- _Action item_
Find the line with "#[derive(Error, Debug)]" and the line with "size mismatch: expected" in the entries below; output exactly those two lines, every line between them, and no others.

───── Records shown ─────

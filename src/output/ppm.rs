//! Binary PPM (`P6`) output and input.
//!
//! Layout: the ASCII header `P6\n<width> <height> 255\n`, then `width * height`
//! `[R, G, B]` triples in row-major order. Alpha is not stored.

use crate::color::Color;
use crate::error::{Error, Result};
use crate::framebuffer::PixelBuffer;
use std::fs::{self, File};
use std::io::{BufWriter, Write};
use std::path::Path;
use tracing::debug;

/// Maximum channel value written to and accepted from the header.
pub const MAX_VALUE: u16 = 255;

/// Serialize `buf` to `path` as binary PPM.
///
/// Any existing file is truncated. On failure the file may be left partially written.
///
/// # Errors
///
/// Returns [`Error::Io`] if the file cannot be created or a write or flush fails;
/// [`Error::raw_os_error`] gives the OS code.
pub fn save_to_file<P: AsRef<Path>>(buf: &PixelBuffer, path: P) -> Result<()> {
    PpmEncoder::write_to_file(buf, path)
}

/// PPM encoder for pixel buffer output.
pub struct PpmEncoder;

impl PpmEncoder {
    /// Write a pixel buffer to a PPM file.
    ///
    /// # Errors
    ///
    /// Returns an error if file creation, a write, or the final flush fails.
    pub fn write_to_file<P: AsRef<Path>>(buf: &PixelBuffer, path: P) -> Result<()> {
        let path = path.as_ref();
        let file = File::create(path)?;
        let mut writer = BufWriter::new(file);

        Self::write_to(buf, &mut writer)?;
        // Surface buffered write errors instead of losing them on drop
        writer.flush()?;

        debug!(
            path = %path.display(),
            width = buf.width(),
            height = buf.height(),
            "wrote ppm"
        );
        Ok(())
    }

    /// Write the PPM stream to any writer.
    ///
    /// # Errors
    ///
    /// Returns an error if the writer fails.
    pub fn write_to<W: Write>(buf: &PixelBuffer, writer: &mut W) -> Result<()> {
        write!(writer, "P6\n{} {} {MAX_VALUE}\n", buf.width(), buf.height())?;

        let width = buf.width() as usize;
        let mut bytes = Vec::with_capacity(width * 3);
        for row in buf.pixels().chunks_exact(width) {
            bytes.clear();
            for color in row {
                bytes.extend_from_slice(&color.to_rgb());
            }
            writer.write_all(&bytes)?;
        }

        Ok(())
    }

    /// Encode a pixel buffer to PPM bytes.
    ///
    /// # Errors
    ///
    /// Never fails in practice; writing to a `Vec` is infallible.
    pub fn to_bytes(buf: &PixelBuffer) -> Result<Vec<u8>> {
        let mut bytes = Vec::with_capacity(32 + buf.pixel_count() * 3);
        Self::write_to(buf, &mut bytes)?;
        Ok(bytes)
    }
}

/// PPM decoder, the inverse of [`PpmEncoder`].
pub struct PpmDecoder;

impl PpmDecoder {
    /// Read a binary PPM file into a pixel buffer.
    ///
    /// # Errors
    ///
    /// Returns an error if the file cannot be read or is not a valid 8-bit `P6` image.
    pub fn read_from_file<P: AsRef<Path>>(path: P) -> Result<PixelBuffer> {
        let bytes = fs::read(path)?;
        Self::from_bytes(&bytes)
    }

    /// Parse binary PPM bytes. Every decoded pixel is opaque.
    ///
    /// Header tokens may be separated by any ASCII whitespace and `#` comments.
    /// Bytes past the pixel data are rejected.
    ///
    /// # Errors
    ///
    /// Returns [`Error::InvalidPpm`] for a bad magic, malformed header, a max value
    /// other than 255, or a pixel payload of the wrong length.
    pub fn from_bytes(bytes: &[u8]) -> Result<PixelBuffer> {
        let mut header = HeaderReader { bytes, pos: 0 };

        let magic = header.token()?;
        if magic != b"P6" {
            return Err(Error::InvalidPpm(format!(
                "bad magic {:?}",
                String::from_utf8_lossy(magic)
            )));
        }
        let width = header.number("width")?;
        let height = header.number("height")?;
        let max_value = header.number("max value")?;
        if max_value != u32::from(MAX_VALUE) {
            return Err(Error::InvalidPpm(format!(
                "unsupported max value {max_value}"
            )));
        }
        // Exactly one whitespace byte separates the header from the raster
        header.expect_whitespace()?;

        let data = &bytes[header.pos..];
        let expected = (width as usize)
            .checked_mul(height as usize)
            .and_then(|n| n.checked_mul(3))
            .ok_or_else(|| Error::InvalidPpm("dimensions too large".into()))?;
        if data.len() != expected {
            return Err(Error::InvalidPpm(format!(
                "expected {expected} pixel bytes, found {}",
                data.len()
            )));
        }

        let pixels = data
            .chunks_exact(3)
            .map(|rgb| Color::rgb(rgb[0], rgb[1], rgb[2]))
            .collect();
        PixelBuffer::from_pixels(width, height, pixels)
    }
}

/// Cursor over the ASCII header.
struct HeaderReader<'a> {
    bytes: &'a [u8],
    pos: usize,
}

impl<'a> HeaderReader<'a> {
    fn skip_whitespace_and_comments(&mut self) {
        while let Some(&b) = self.bytes.get(self.pos) {
            if b == b'#' {
                while self.bytes.get(self.pos).is_some_and(|&b| b != b'\n') {
                    self.pos += 1;
                }
            } else if b.is_ascii_whitespace() {
                self.pos += 1;
            } else {
                break;
            }
        }
    }

    fn token(&mut self) -> Result<&'a [u8]> {
        self.skip_whitespace_and_comments();
        let start = self.pos;
        while self
            .bytes
            .get(self.pos)
            .is_some_and(|b| !b.is_ascii_whitespace())
        {
            self.pos += 1;
        }
        if start == self.pos {
            return Err(Error::InvalidPpm("truncated header".into()));
        }
        Ok(&self.bytes[start..self.pos])
    }

    fn number(&mut self, what: &str) -> Result<u32> {
        let token = self.token()?;
        // Plain decimal digits only, no sign
        token
            .iter()
            .all(u8::is_ascii_digit)
            .then_some(token)
            .and_then(|digits| std::str::from_utf8(digits).ok())
            .and_then(|s| s.parse().ok())
            .ok_or_else(|| {
                Error::InvalidPpm(format!(
                    "bad {what} {:?}",
                    String::from_utf8_lossy(token)
                ))
            })
    }

    fn expect_whitespace(&mut self) -> Result<()> {
        match self.bytes.get(self.pos) {
            Some(b) if b.is_ascii_whitespace() => {
                self.pos += 1;
                Ok(())
            }
            _ => Err(Error::InvalidPpm("missing raster separator".into())),
        }
    }
}
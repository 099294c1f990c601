//! PNG output encoder.
//!
//! Pure Rust PNG encoding using the `png` crate. Pixels are written as 8-bit RGB,
//! dropping alpha the same way the PPM writer does.

use crate::error::Result;
use crate::framebuffer::PixelBuffer;
use std::fs::File;
use std::io::{BufWriter, Write};
use std::path::Path;
use tracing::debug;

/// PNG encoder for pixel buffer output.
pub struct PngEncoder;

impl PngEncoder {
    /// Write a pixel buffer to a PNG file.
    ///
    /// # Errors
    ///
    /// Returns an error if file creation or PNG encoding fails.
    pub fn write_to_file<P: AsRef<Path>>(buf: &PixelBuffer, path: P) -> Result<()> {
        let path = path.as_ref();
        let file = File::create(path)?;
        let mut writer = BufWriter::new(file);

        Self::encode(buf, &mut writer)?;
        writer.flush()?;

        debug!(
            path = %path.display(),
            width = buf.width(),
            height = buf.height(),
            "wrote png"
        );
        Ok(())
    }

    /// Encode a pixel buffer to PNG bytes.
    ///
    /// # Errors
    ///
    /// Returns an error if PNG encoding fails.
    pub fn to_bytes(buf: &PixelBuffer) -> Result<Vec<u8>> {
        let mut bytes = Vec::new();
        Self::encode(buf, &mut bytes)?;
        Ok(bytes)
    }

    fn encode<W: Write>(buf: &PixelBuffer, writer: W) -> Result<()> {
        let mut encoder = png::Encoder::new(writer, buf.width(), buf.height());
        encoder.set_color(png::ColorType::Rgb);
        encoder.set_depth(png::BitDepth::Eight);

        let rgb: Vec<u8> = buf.pixels().iter().flat_map(|c| c.to_rgb()).collect();

        let mut writer = encoder.write_header()?;
        writer.write_image_data(&rgb)?;
        writer.finish()?;

        Ok(())
    }
}
//! Rasterization of solid primitives.
//!
//! # Algorithms
//!
//! - **Rectangle / disk fill**: per-cell membership over the shape's bounding box,
//!   intersected with the buffer.
//! - **Span-filled line**: slope-intercept form with truncating integer division,
//!   one vertical span per column so steep segments stay connected.

mod primitives;

pub use primitives::{draw_line, fill, fill_circle, fill_rect, Drawable};
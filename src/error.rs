//! Error types for opencad operations.
//!
//! Drawing never fails; only buffer construction and file I/O produce errors.

use std::io;
use thiserror::Error;

/// Result type alias using [`Error`].
pub type Result<T> = std::result::Result<T, Error>;

/// Errors that can occur in opencad operations.
#[derive(Error, Debug)]
pub enum Error {
    /// I/O error (open, write or flush of an output file).
    #[error("I/O error: {0}")]
    Io(#[from] io::Error),

    /// PNG encoding error.
    #[error("PNG encoding error: {0}")]
    PngEncoding(#[from] png::EncodingError),

    /// Invalid dimensions for a pixel buffer.
    #[error("Invalid dimensions: {width}x{height}")]
    InvalidDimensions {
        /// Width value.
        width: u32,
        /// Height value.
        height: u32,
    },

    /// Pixel data does not match the declared dimensions.
    #[error("Buffer size mismatch: expected {expected} pixels, got {actual}")]
    BufferSizeMismatch {
        /// `width * height`.
        expected: usize,
        /// Length of the supplied pixel data.
        actual: usize,
    },

    /// Malformed PPM stream.
    #[error("Invalid PPM data: {0}")]
    InvalidPpm(String),
}

impl Error {
    /// The OS error code behind an I/O failure, if there is one.
    ///
    /// PNG encoding failures that wrap an I/O error report its code too.
    #[must_use]
    pub fn raw_os_error(&self) -> Option<i32> {
        match self {
            Self::Io(err) => err.raw_os_error(),
            Self::PngEncoding(png::EncodingError::IoError(err)) => err.raw_os_error(),
            _ => None,
        }
    }
}

#[cfg(test)]
mod tests {
    use super::*;

    #[test]
    fn test_error_display() {
        let err = Error::InvalidDimensions {
            width: 0,
            height: 100,
        };
        assert!(err.to_string().contains("Invalid dimensions"));
    }

    #[test]
    fn test_buffer_size_mismatch() {
        let err = Error::BufferSizeMismatch {
            expected: 16,
            actual: 15,
        };
        assert!(err.to_string().contains("16"));
        assert!(err.to_string().contains("15"));
    }

    #[test]
    fn test_raw_os_error() {
        let err = Error::from(io::Error::from_raw_os_error(2));
        assert_eq!(err.raw_os_error(), Some(2));

        let err = Error::InvalidPpm("bad magic".into());
        assert_eq!(err.raw_os_error(), None);
    }
}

─────

- _Exercise output_
#[derive(Error, Debug)]
pub enum Error {
    /// I/O error (open, write or flush of an output file).
    #[error("I/O error: {0}")]
    Io(#[from] io::Error),

    /// PNG encoding error.
    #[error("PNG encoding error: {0}")]
    PngEncoding(#[from] png::EncodingError),

    /// Invalid dimensions for a pixel buffer.
    #[error("Invalid dimensions: {width}x{height}")]
    InvalidDimensions {
        /// Width value.
        width: u32,
        /// Height value.
        height: u32,
    },

    /// Pixel data does not match the declared dimensions.
    #[error("Buffer size mismatch: expected {expected} pixels, got {actual}")]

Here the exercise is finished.